For this study, NASA looked the region's drought history by looking at the rings in its trees: Thinner rings mean dry spells, while thicker ones suggest more water-filled years. The idea was to study drought patterns over time, which could help scientists tell the difference between naturally occurring droughts, and weird outliers made worse by humans.
So NASA wrangled tree ring records from living and dead European trees, as far west as Spain. They also consulted tree-ring records from the Old World Drought Atlas. Using this data, the team was able to reconstruct natural drought patterns over the last millennium in the region. The findings were published in the Journal of Geophysical Research-Atmospheres.
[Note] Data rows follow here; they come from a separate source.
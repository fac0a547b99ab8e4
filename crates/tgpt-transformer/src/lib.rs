//! # tgpt-transformer
//!
//! Transformer model built from tgpt layers:
//! - `MultiHeadAttention`: causal self-attention, softmax or linear kernel
//! - `Mlp`: position-wise feed-forward network
//! - `TransformerBlock`: attention and MLP with post-norm residuals
//! - `Embedding`: shared token + position table
//! - `TGpt`: full model with tied LM head and paired-choice classifier

pub mod block;
pub mod config;
pub mod embedding;
pub mod feed_forward;
pub mod mha;
pub mod model;

pub use block::{BlockConfig, TransformerBlock};
pub use config::{AdapterConfig, LinearAttentionConfig, TGptConfig};
pub use embedding::{Embedding, EmbeddingTable};
pub use feed_forward::Mlp;
pub use mha::{merge_heads, split_heads, AttentionKind, AttentionShape, MultiHeadAttention};
pub use model::{TGpt, TGptOutput};
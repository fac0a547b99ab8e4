//! Learned projection chosen at construction: plain or low-rank adapted.

use tgpt_core::{Result, Shape, Tensor};

use crate::conv::Conv1d;
use crate::lora::{LoraConv1d, DEFAULT_RANK, DEFAULT_SCALE};
use crate::module::Module;
use crate::parameter::Parameter;

/// Which projection variant to build.
#[derive(Debug, Clone, Copy, PartialEq, Default)]
pub enum ProjectionKind {
    #[default]
    Plain,
    LowRank { rank: usize, scale: f32 },
}

impl ProjectionKind {
    /// Low-rank adapter with rank 4 and scale 32.
    pub fn low_rank() -> Self {
        ProjectionKind::LowRank {
            rank: DEFAULT_RANK,
            scale: DEFAULT_SCALE,
        }
    }
}

/// A projection behind one contract, whatever its weight parameterization.
pub enum Projection {
    Plain(Conv1d),
    LowRank(LoraConv1d),
}

impl Projection {
    pub fn new(kind: ProjectionKind, nf: usize, receptive_field: usize) -> Self {
        match kind {
            ProjectionKind::Plain => Projection::Plain(Conv1d::new(nf, receptive_field)),
            ProjectionKind::LowRank { rank, scale } => {
                Projection::LowRank(LoraConv1d::new(nf, receptive_field, rank, scale))
            }
        }
    }

    pub fn with_seed(self, seed: Option<u64>) -> Self {
        match (self, seed) {
            (Projection::Plain(c), Some(s)) => Projection::Plain(c.with_seed(s)),
            (Projection::LowRank(c), Some(s)) => Projection::LowRank(c.with_seed(s)),
            (p, None) => p,
        }
    }

    pub fn kind(&self) -> ProjectionKind {
        match self {
            Projection::Plain(_) => ProjectionKind::Plain,
            Projection::LowRank(c) => ProjectionKind::LowRank {
                rank: c.rank(),
                scale: c.scale(),
            },
        }
    }

    fn inner(&self) -> &dyn Module {
        match self {
            Projection::Plain(c) => c as &dyn Module,
            Projection::LowRank(c) => c as &dyn Module,
        }
    }
}

impl Module for Projection {
    fn configure(&mut self, input_shape: &[usize]) -> Result<Shape> {
        match self {
            Projection::Plain(c) => c.configure(input_shape),
            Projection::LowRank(c) => c.configure(input_shape),
        }
    }

    fn is_configured(&self) -> bool {
        self.inner().is_configured()
    }

    fn forward(&self, input: &Tensor) -> Result<Tensor> {
        self.inner().forward(input)
    }

    fn named_parameters(&self) -> Vec<(String, &Parameter)> {
        match self {
            Projection::Plain(c) => c.named_parameters(),
            Projection::LowRank(c) => c.named_parameters(),
        }
    }
}
//! Tensor operations: arithmetic, reduction, manipulation, comparison.
//!
//! All operations return new tensors; views share storage.

pub mod arithmetic;
pub mod comparison;
pub mod manipulation;
pub mod reduction;
//! End-to-end checks across embedding, blocks and both heads.

use tgpt_core::DType;
use tgpt_nn::prelude::*;
use tgpt_transformer::{LinearAttentionConfig, TGpt, TGptConfig};

const MARKER: i32 = 99;

fn init_tracing() {
    let _ = tracing_subscriber::fmt()
        .with_max_level(tracing::Level::DEBUG)
        .with_test_writer()
        .try_init();
}

fn config() -> TGptConfig {
    TGptConfig {
        vocab_size: 100,
        num_special_tokens: 3,
        context_length: 8,
        embedding_dim: 16,
        num_heads: 4,
        num_layers: 2,
        marker_token_id: MARKER,
        seed: Some(2024),
        ..TGptConfig::gpt1()
    }
}

/// Two examples with the marker at positions 5 and 3.
fn batch(config: &TGptConfig) -> Tensor {
    let pos_offset = (config.vocab_size + config.num_special_tokens) as i32;
    let markers = [5usize, 3];
    let mut data = Vec::new();
    for (b, &m) in markers.iter().enumerate() {
        for t in 0..config.context_length {
            let token = if t == m { MARKER } else { (10 * b + t + 1) as i32 };
            data.push(token);
            data.push(pos_offset + t as i32);
        }
    }
    Tensor::from_i32(&data, &[2, config.context_length, 2])
}

#[test]
fn test_gather_selects_marker_positions() {
    init_tracing();
    let c = config();
    let mut model = TGpt::new(c.clone()).unwrap();
    model.configure(2).unwrap();
    let x = batch(&c);

    assert_eq!(model.marker_positions(&x).unwrap(), vec![5, 3]);

    let (hidden, _) = model.hidden_states(&x).unwrap();
    let hidden = hidden.to_f32_vec().unwrap();
    let pooled = model.pooled_hidden(&x).unwrap();
    assert_eq!(pooled.dims(), &[2, 16]);
    let pooled = pooled.to_f32_vec().unwrap();
    let n_ctx = c.context_length;
    assert_eq!(&pooled[..16], &hidden[5 * 16..6 * 16]);
    assert_eq!(&pooled[16..], &hidden[(n_ctx + 3) * 16..(n_ctx + 4) * 16]);
}

#[test]
fn test_output_shapes() {
    init_tracing();
    let c = config();
    let mut model = TGpt::new(c.clone()).unwrap();
    model.configure(2).unwrap();
    let out = model.forward(&batch(&c)).unwrap();

    assert_eq!(out.lm_logits.dims(), &[2 * 7, 100 + 3 + 8]);
    assert_eq!(out.clf_logits.dims(), &[1, 2]);
    assert!(out.clf_logits.to_f32_vec().unwrap().iter().all(|v| v.is_finite()));
}

#[test]
fn test_lm_logits_are_hidden_times_table() {
    let mut c = config();
    c.freeze_embedding = false;
    let mut model = TGpt::new(c.clone()).unwrap();
    model.configure(2).unwrap();
    let x = batch(&c);

    let (hidden, table) = model.hidden_states(&x).unwrap();
    let out = model.forward(&x).unwrap();
    let logits = out.lm_logits.to_f32_vec().unwrap();
    let table = table.to_f32_vec().unwrap();
    let hidden = hidden.to_f32_vec().unwrap();

    // Row for example 1, position 2 scored against token 42.
    let row = 7 + 2;
    let h = &hidden[(8 + 2) * 16..(8 + 3) * 16];
    let w = &table[42 * 16..43 * 16];
    let expected: f32 = h.iter().zip(w).map(|(a, b)| a * b).sum();
    assert!((logits[row * 111 + 42] - expected).abs() < 1e-5);
}

#[test]
fn test_training_mode_is_stochastic_eval_is_not() {
    init_tracing();
    let c = TGptConfig {
        freeze_embedding: false,
        ..config()
    };
    let mut model = TGpt::new(c.clone()).unwrap();
    model.configure(2).unwrap();
    let x = batch(&c);

    let a = model.forward(&x).unwrap().lm_logits.to_f32_vec().unwrap();
    let b = model.forward(&x).unwrap().lm_logits.to_f32_vec().unwrap();
    assert_eq!(a, b);

    model.train(true);
    let c1 = model.forward(&x).unwrap().lm_logits.to_f32_vec().unwrap();
    let c2 = model.forward(&x).unwrap().lm_logits.to_f32_vec().unwrap();
    assert_ne!(c1, c2);
}

#[test]
fn test_linear_attention_model_runs() {
    init_tracing();
    let c = TGptConfig {
        linear_attention: Some(LinearAttentionConfig {
            num_random_features: 64,
            seed: 1337,
        }),
        ..config()
    };
    let mut model = TGpt::new(c.clone()).unwrap();
    model.configure(2).unwrap();
    let out = model.forward(&batch(&c)).unwrap();
    assert_eq!(out.lm_logits.dims(), &[14, 111]);
    assert!(out.lm_logits.to_f32_vec().unwrap().iter().all(|v| v.is_finite()));
}

#[test]
fn test_out_of_range_ids_rejected() {
    let c = config();
    let mut model = TGpt::new(c.clone()).unwrap();
    model.configure(2).unwrap();
    let x = Tensor::full(&[2, 8, 2], 500.0);
    assert!(model.forward(&x).is_err());
    let ok = Tensor::zeros(&[2, 8, 2], DType::F32);
    assert!(model.forward(&ok).is_ok());
}

#[test]
fn test_blocks_share_nothing_but_table_is_shared() {
    let c = TGptConfig {
        freeze_embedding: false,
        ..config()
    };
    let mut model = TGpt::new(c).unwrap();
    model.configure(2).unwrap();
    let blocks = model.blocks();
    let a = blocks[0].parameters();
    let b = blocks[1].parameters();
    assert!(a.iter().zip(&b).all(|(p, q)| !p.is_tied_to(q)));

    let (_, table) = model.embedding().named_parameters().remove(0);
    let (_, again) = model.embedding().named_parameters().remove(0);
    assert!(table.is_tied_to(again));
}
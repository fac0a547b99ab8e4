//! Reductions: axis sums, means, argmax.

use rayon::prelude::*;

use crate::dtype::DType;
use crate::error::TgptError;
use crate::tensor::Tensor;
use crate::Result;

const PAR_THRESHOLD: usize = 8192;

impl Tensor {
    /// Sum along one axis, removing it.
    pub fn sum_axis(&self, axis: isize) -> Result<Tensor> {
        let axis = self.shape().normalize_axis(axis)?;
        let reduced = self.reduce_axes(&[axis], |acc, v| acc + v, 0.0)?;
        let mut out_dims = self.dims().to_vec();
        out_dims.remove(axis);
        reduced.reshape(&out_dims.iter().map(|&d| d as isize).collect::<Vec<_>>())
    }

    /// Mean over a set of axes, keeping them as size-1 axes so the result
    /// broadcasts back against `self`.
    pub fn mean_axes_keepdim(&self, axes: &[isize]) -> Result<Tensor> {
        let axes = axes
            .iter()
            .map(|&a| self.shape().normalize_axis(a))
            .collect::<Result<Vec<_>>>()?;
        let count: usize = axes.iter().map(|&a| self.dims()[a]).product();
        let summed = self.reduce_axes(&axes, |acc, v| acc + v, 0.0)?;
        summed.mul_scalar(1.0 / count.max(1) as f32)
    }

    /// Index of the first maximum along `axis`, returned as an i32 tensor with
    /// that axis removed.
    pub fn argmax(&self, axis: isize) -> Result<Tensor> {
        if self.dtype() != DType::F32 {
            return Err(TgptError::UnsupportedDType(self.dtype()));
        }
        let axis = self.shape().normalize_axis(axis)?;
        let data = self.contiguous();
        let dims = data.dims();
        let slice = data
            .as_f32_slice()
            .ok_or(TgptError::UnsupportedDType(self.dtype()))?;

        let axis_size = dims[axis];
        let outer: usize = dims[..axis].iter().product();
        let inner: usize = dims[axis + 1..].iter().product();

        let mut result = vec![0i32; outer * inner];
        let fill = |(o, row): (usize, &mut [i32])| {
            for (i, out) in row.iter_mut().enumerate() {
                let mut best_val = f32::NEG_INFINITY;
                let mut best_idx = 0usize;
                for k in 0..axis_size {
                    let v = slice[(o * axis_size + k) * inner + i];
                    if v > best_val {
                        best_val = v;
                        best_idx = k;
                    }
                }
                *out = best_idx as i32;
            }
        };
        if slice.len() >= PAR_THRESHOLD {
            result.par_chunks_mut(inner.max(1)).enumerate().for_each(&fill);
        } else {
            result.chunks_mut(inner.max(1)).enumerate().for_each(&fill);
        }

        let mut out_dims = dims.to_vec();
        out_dims.remove(axis);
        Ok(Tensor::from_i32(&result, &out_dims))
    }

    /// Fold every listed axis down to size 1.
    fn reduce_axes(&self, axes: &[usize], op: impl Fn(f32, f32) -> f32, init: f32) -> Result<Tensor> {
        let data = self.contiguous();
        let slice = data
            .as_f32_slice()
            .ok_or(TgptError::UnsupportedDType(self.dtype()))?;
        let dims = data.dims();

        let mut out_dims = dims.to_vec();
        for &a in axes {
            out_dims[a] = 1;
        }
        let out_strides = crate::Shape::new(&out_dims).contiguous_strides();
        let mut out = vec![init; out_dims.iter().product()];

        let mut index = vec![0usize; dims.len()];
        for &v in slice {
            let dst: usize = index
                .iter()
                .zip(&out_dims)
                .zip(out_strides.iter())
                .map(|((&i, &d), &s)| if d == 1 { 0 } else { i * s })
                .sum();
            out[dst] = op(out[dst], v);
            for axis in (0..dims.len()).rev() {
                index[axis] += 1;
                if index[axis] < dims[axis] {
                    break;
                }
                index[axis] = 0;
            }
        }

        Ok(Tensor::from_parts(out, &out_dims))
    }
}
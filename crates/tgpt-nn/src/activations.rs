//! Activation functions and the by-name lookup used by the feed-forward layer.

use std::fmt;
use std::str::FromStr;

use tgpt_core::{Result, Tensor, TgptError};

/// ReLU: max(0, x)
pub fn relu(input: &Tensor) -> Result<Tensor> {
    input.map(|x| x.max(0.0))
}

/// GELU, tanh approximation: 0.5 * x * (1 + tanh(sqrt(2/π) * (x + 0.044715 * x³)))
pub fn gelu(input: &Tensor) -> Result<Tensor> {
    input.map(|x| {
        let inner = std::f32::consts::FRAC_2_SQRT_PI * std::f32::consts::FRAC_1_SQRT_2
            * (x + 0.044715 * x * x * x);
        0.5 * x * (1.0 + inner.tanh())
    })
}

/// Swish / SiLU: x * sigmoid(x)
pub fn swish(input: &Tensor) -> Result<Tensor> {
    input.map(|x| x / (1.0 + (-x).exp()))
}

/// Activation selected by name.
#[derive(Debug, Clone, Copy, PartialEq, Eq, Default)]
pub enum Activation {
    #[default]
    Gelu,
    Relu,
    Swish,
}

impl Activation {
    /// Look up an activation by name. Accepts `gelu`, `relu`, `swish` and `silu`.
    pub fn from_name(name: &str) -> Result<Self> {
        match name.to_ascii_lowercase().as_str() {
            "gelu" => Ok(Activation::Gelu),
            "relu" => Ok(Activation::Relu),
            "swish" | "silu" => Ok(Activation::Swish),
            _ => Err(TgptError::UnknownActivation(name.to_string())),
        }
    }

    pub fn name(&self) -> &'static str {
        match self {
            Activation::Gelu => "gelu",
            Activation::Relu => "relu",
            Activation::Swish => "swish",
        }
    }

    pub fn apply(&self, input: &Tensor) -> Result<Tensor> {
        match self {
            Activation::Gelu => gelu(input),
            Activation::Relu => relu(input),
            Activation::Swish => swish(input),
        }
    }
}

impl FromStr for Activation {
    type Err = TgptError;

    fn from_str(s: &str) -> Result<Self> {
        Activation::from_name(s)
    }
}

impl fmt::Display for Activation {
    fn fmt(&self, f: &mut fmt::Formatter<'_>) -> fmt::Result {
        f.write_str(self.name())
    }
}

#[cfg(test)]
mod tests {
    use super::*;

    #[test]
    fn test_relu() {
        let t = Tensor::from_f32(&[-1.0, 0.0, 1.0, 2.0], &[4]);
        assert_eq!(relu(&t).unwrap().as_f32_slice().unwrap(), &[0.0, 0.0, 1.0, 2.0]);
    }

    #[test]
    fn test_gelu() {
        let t = Tensor::from_f32(&[0.0, 1.0, -1.0], &[3]);
        let data = gelu(&t).unwrap().to_f32_vec().unwrap();
        assert!(data[0].abs() < 1e-6);
        assert!((data[1] - 0.8412).abs() < 1e-3);
        assert!((data[2] + 0.1588).abs() < 1e-3);
    }

    #[test]
    fn test_swish() {
        let t = Tensor::from_f32(&[0.0, 2.0], &[2]);
        let data = swish(&t).unwrap().to_f32_vec().unwrap();
        assert_eq!(data[0], 0.0);
        assert!((data[1] - 2.0 / (1.0 + (-2.0f32).exp())).abs() < 1e-6);
    }

    #[test]
    fn test_lookup_by_name() {
        assert_eq!(Activation::from_name("gelu").unwrap(), Activation::Gelu);
        assert_eq!("SiLU".parse::<Activation>().unwrap(), Activation::Swish);
        assert_eq!(Activation::from_name("relu").unwrap().to_string(), "relu");
        assert!(matches!(
            Activation::from_name("tanhshrink"),
            Err(TgptError::UnknownActivation(_))
        ));
    }
}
After some history sleuthing, NASA was able to corroborate the tree-ring data with historical documents to confirm the drought patterns between the years 1100 and 2012. The most depressing finding? The eastern Mediterranean drought from 1998 to 2012 was 50 per cent drier than the driest period in the last 500 years, and up to 20 per cent drier than the harshest drought of the past 900 years.
In the NASA press release, Yochanan Kushnir, a climate scientist at Lamont Doherty Earth Observatory not involved in the research, said:
The Mediterranean is one of the areas that is unanimously projected [in climate models] as going to dry in the future [due to man-made climate change]. This paper shows that the behaviour during this recent drought period is different than what we see in the rest of the record.
The fact that the huge region's worst drought happened in a very tiny window of just 14 years out of a possible 900 is extremely worrying. Even more disturbing is that those 14 years ended just four years ago. And the scariest thing of all, the study suggests? Harsh weather due to climate change isn't a way's off — it's already happening.